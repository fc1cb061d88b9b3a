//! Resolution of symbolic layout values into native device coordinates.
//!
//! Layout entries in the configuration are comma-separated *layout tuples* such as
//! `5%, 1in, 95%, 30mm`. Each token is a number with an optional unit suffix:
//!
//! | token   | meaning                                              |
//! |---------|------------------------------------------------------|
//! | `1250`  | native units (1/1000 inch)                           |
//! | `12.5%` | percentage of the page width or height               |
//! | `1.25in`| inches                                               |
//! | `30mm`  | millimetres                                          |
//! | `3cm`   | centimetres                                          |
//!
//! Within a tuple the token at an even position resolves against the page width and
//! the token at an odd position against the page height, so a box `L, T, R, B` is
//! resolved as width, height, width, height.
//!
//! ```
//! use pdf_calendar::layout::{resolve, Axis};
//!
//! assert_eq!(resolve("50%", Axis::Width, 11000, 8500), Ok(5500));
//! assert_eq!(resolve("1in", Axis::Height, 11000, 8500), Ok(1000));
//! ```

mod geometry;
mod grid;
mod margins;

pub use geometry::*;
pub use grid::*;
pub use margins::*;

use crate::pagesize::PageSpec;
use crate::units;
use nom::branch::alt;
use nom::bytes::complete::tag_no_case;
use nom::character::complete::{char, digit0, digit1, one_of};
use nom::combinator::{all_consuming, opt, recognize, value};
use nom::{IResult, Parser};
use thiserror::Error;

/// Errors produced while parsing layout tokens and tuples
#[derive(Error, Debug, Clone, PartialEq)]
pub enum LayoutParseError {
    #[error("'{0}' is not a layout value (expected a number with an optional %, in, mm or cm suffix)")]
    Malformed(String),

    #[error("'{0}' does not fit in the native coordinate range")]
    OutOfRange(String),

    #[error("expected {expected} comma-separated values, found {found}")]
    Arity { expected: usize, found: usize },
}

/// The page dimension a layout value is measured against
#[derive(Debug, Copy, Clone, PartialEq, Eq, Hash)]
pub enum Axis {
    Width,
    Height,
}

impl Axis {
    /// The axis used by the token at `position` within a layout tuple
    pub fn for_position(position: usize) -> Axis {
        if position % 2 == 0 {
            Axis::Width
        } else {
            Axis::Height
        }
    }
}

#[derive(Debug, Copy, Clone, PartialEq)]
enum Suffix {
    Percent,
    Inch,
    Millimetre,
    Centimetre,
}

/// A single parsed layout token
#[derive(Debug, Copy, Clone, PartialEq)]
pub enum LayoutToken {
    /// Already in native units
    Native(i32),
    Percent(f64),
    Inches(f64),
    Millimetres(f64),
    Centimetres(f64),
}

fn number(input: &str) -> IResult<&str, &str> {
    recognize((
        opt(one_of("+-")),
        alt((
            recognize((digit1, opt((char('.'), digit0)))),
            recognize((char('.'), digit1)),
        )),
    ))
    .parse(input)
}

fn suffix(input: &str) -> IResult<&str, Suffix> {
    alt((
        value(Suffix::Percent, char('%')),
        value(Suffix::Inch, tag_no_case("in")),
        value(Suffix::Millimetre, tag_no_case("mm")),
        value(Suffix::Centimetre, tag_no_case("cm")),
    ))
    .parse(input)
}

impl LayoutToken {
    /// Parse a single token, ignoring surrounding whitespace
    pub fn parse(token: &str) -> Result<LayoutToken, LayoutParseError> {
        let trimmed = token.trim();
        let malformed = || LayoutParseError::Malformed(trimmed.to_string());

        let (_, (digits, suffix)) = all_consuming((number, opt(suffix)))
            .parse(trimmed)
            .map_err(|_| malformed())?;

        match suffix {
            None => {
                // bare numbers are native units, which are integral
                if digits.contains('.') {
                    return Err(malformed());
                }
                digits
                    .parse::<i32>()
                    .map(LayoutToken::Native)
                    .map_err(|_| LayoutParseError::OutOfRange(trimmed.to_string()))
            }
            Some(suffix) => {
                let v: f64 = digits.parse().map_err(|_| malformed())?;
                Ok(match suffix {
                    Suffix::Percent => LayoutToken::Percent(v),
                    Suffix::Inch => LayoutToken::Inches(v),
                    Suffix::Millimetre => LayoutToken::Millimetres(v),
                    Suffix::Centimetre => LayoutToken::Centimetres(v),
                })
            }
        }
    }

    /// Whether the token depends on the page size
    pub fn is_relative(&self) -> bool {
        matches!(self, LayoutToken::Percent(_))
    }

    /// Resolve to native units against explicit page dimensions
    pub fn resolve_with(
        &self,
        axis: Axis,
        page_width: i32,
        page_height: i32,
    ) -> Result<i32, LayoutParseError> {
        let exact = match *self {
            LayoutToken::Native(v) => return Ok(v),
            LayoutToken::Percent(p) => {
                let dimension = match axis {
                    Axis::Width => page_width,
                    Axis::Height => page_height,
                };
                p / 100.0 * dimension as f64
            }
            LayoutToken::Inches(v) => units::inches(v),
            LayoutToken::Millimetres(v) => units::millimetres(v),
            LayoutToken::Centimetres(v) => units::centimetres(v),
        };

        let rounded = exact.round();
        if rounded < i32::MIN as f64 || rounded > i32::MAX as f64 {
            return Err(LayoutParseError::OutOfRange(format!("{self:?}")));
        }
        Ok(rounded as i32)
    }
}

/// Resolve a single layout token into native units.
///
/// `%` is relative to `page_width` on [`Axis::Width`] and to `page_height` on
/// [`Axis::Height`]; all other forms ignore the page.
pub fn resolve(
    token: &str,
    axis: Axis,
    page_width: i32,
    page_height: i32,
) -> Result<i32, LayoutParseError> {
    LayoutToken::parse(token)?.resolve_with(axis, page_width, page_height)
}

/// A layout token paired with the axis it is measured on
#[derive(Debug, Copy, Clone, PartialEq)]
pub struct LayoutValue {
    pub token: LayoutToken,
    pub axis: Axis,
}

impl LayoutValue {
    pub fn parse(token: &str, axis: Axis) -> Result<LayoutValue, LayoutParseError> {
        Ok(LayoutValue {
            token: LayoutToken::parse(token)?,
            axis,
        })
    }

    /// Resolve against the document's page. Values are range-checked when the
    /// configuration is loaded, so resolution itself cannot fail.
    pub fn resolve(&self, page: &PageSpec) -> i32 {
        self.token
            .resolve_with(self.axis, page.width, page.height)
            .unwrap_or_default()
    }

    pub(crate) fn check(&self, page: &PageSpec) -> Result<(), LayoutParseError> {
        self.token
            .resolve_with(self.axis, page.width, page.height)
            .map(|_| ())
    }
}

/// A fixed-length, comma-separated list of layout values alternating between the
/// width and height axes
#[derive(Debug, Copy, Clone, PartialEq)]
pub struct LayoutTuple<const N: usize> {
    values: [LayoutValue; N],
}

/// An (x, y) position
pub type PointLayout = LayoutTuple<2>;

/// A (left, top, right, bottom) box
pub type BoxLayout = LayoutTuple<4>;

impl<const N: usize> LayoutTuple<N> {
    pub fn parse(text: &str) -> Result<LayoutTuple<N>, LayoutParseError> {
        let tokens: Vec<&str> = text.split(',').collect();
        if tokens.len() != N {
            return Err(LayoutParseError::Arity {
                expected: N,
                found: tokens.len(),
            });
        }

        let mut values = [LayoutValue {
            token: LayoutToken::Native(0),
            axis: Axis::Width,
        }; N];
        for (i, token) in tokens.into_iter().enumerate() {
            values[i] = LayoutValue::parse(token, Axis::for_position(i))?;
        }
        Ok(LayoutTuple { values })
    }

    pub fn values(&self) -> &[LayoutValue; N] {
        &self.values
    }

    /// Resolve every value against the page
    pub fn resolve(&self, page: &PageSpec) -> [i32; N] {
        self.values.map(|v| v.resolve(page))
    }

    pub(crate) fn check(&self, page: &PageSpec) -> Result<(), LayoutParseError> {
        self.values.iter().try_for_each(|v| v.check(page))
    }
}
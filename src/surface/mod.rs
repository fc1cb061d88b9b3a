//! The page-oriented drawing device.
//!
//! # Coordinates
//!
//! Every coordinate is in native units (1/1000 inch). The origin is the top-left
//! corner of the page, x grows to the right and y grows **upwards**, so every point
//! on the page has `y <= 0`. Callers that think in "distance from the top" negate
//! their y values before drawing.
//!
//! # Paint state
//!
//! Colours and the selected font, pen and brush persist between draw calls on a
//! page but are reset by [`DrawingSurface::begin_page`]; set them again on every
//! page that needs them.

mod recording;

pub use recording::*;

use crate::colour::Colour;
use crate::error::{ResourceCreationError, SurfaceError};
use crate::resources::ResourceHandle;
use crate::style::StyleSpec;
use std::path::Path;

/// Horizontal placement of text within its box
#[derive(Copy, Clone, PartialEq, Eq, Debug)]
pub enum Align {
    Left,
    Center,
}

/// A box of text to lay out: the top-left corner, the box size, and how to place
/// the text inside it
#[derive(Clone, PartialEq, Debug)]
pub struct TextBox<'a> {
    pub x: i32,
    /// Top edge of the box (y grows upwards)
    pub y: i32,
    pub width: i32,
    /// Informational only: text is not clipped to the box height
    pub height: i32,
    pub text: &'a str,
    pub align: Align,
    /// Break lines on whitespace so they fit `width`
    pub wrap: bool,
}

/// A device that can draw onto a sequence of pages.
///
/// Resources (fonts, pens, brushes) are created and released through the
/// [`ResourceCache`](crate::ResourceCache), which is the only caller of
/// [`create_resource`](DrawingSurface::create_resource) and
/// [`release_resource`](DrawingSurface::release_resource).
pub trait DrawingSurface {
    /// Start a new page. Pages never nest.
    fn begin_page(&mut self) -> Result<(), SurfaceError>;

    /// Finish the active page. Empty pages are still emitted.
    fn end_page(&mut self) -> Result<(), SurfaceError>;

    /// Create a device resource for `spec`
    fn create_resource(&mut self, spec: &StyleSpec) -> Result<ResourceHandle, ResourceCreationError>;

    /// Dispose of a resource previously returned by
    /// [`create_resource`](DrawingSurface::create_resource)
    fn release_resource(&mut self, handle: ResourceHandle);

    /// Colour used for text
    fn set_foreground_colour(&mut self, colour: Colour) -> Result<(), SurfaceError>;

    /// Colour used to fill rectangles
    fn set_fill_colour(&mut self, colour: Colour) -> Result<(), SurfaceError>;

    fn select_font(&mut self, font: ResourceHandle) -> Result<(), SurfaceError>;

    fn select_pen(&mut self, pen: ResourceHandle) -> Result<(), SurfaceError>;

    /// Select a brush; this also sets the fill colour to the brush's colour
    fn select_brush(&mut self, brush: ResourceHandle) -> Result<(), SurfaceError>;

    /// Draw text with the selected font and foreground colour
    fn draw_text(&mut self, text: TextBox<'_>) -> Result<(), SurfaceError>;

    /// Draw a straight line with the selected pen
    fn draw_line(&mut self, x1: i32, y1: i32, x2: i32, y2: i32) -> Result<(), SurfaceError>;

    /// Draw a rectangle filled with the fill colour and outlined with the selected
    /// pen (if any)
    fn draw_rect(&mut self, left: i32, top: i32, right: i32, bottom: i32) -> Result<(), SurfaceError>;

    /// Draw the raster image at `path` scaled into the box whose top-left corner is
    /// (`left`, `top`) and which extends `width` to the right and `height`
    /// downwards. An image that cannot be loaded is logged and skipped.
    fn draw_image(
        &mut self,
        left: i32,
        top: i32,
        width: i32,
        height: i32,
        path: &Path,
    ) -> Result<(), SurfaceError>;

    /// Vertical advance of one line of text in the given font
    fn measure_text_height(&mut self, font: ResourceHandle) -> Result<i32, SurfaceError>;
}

WHAT YOU HAVE TO DO:
Show the lines of the records that contain the word "cannot".

EXERCISE RESPONSE:
    /// configuration is loaded, so resolution itself cannot fail.
    /// downwards. An image that cannot be loaded is logged and skipped.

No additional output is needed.